[Saved entries]
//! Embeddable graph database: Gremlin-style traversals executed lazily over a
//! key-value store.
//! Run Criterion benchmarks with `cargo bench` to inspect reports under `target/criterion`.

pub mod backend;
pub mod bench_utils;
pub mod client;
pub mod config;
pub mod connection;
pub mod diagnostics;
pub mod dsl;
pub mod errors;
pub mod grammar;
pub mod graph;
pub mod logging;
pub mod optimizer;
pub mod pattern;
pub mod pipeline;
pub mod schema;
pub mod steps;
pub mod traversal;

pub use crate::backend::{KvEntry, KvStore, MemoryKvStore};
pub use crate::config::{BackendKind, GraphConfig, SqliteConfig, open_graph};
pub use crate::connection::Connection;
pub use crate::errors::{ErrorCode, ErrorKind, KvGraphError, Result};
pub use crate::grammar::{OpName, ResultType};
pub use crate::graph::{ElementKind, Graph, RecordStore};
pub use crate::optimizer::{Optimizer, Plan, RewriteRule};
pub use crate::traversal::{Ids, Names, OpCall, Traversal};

About this task: Retype the data exactly as given.

Response for this exercise:
//! Embeddable graph database: Gremlin-style traversals executed lazily over a
//! key-value store.
//! Run Criterion benchmarks with `cargo bench` to inspect reports under `target/criterion`.

pub mod backend;
pub mod bench_utils;
pub mod client;
pub mod config;
pub mod connection;
pub mod diagnostics;
pub mod dsl;
pub mod errors;
pub mod grammar;
pub mod graph;
pub mod logging;
pub mod optimizer;
pub mod pattern;
pub mod pipeline;
pub mod schema;
pub mod steps;
pub mod traversal;

pub use crate::backend::{KvEntry, KvStore, MemoryKvStore};
pub use crate::config::{BackendKind, GraphConfig, SqliteConfig, open_graph};
pub use crate::connection::Connection;
pub use crate::errors::{ErrorCode, ErrorKind, KvGraphError, Result};
pub use crate::grammar::{OpName, ResultType};
pub use crate::graph::{ElementKind, Graph, RecordStore};
pub use crate::optimizer::{Optimizer, Plan, RewriteRule};
pub use crate::traversal::{Ids, Names, OpCall, Traversal};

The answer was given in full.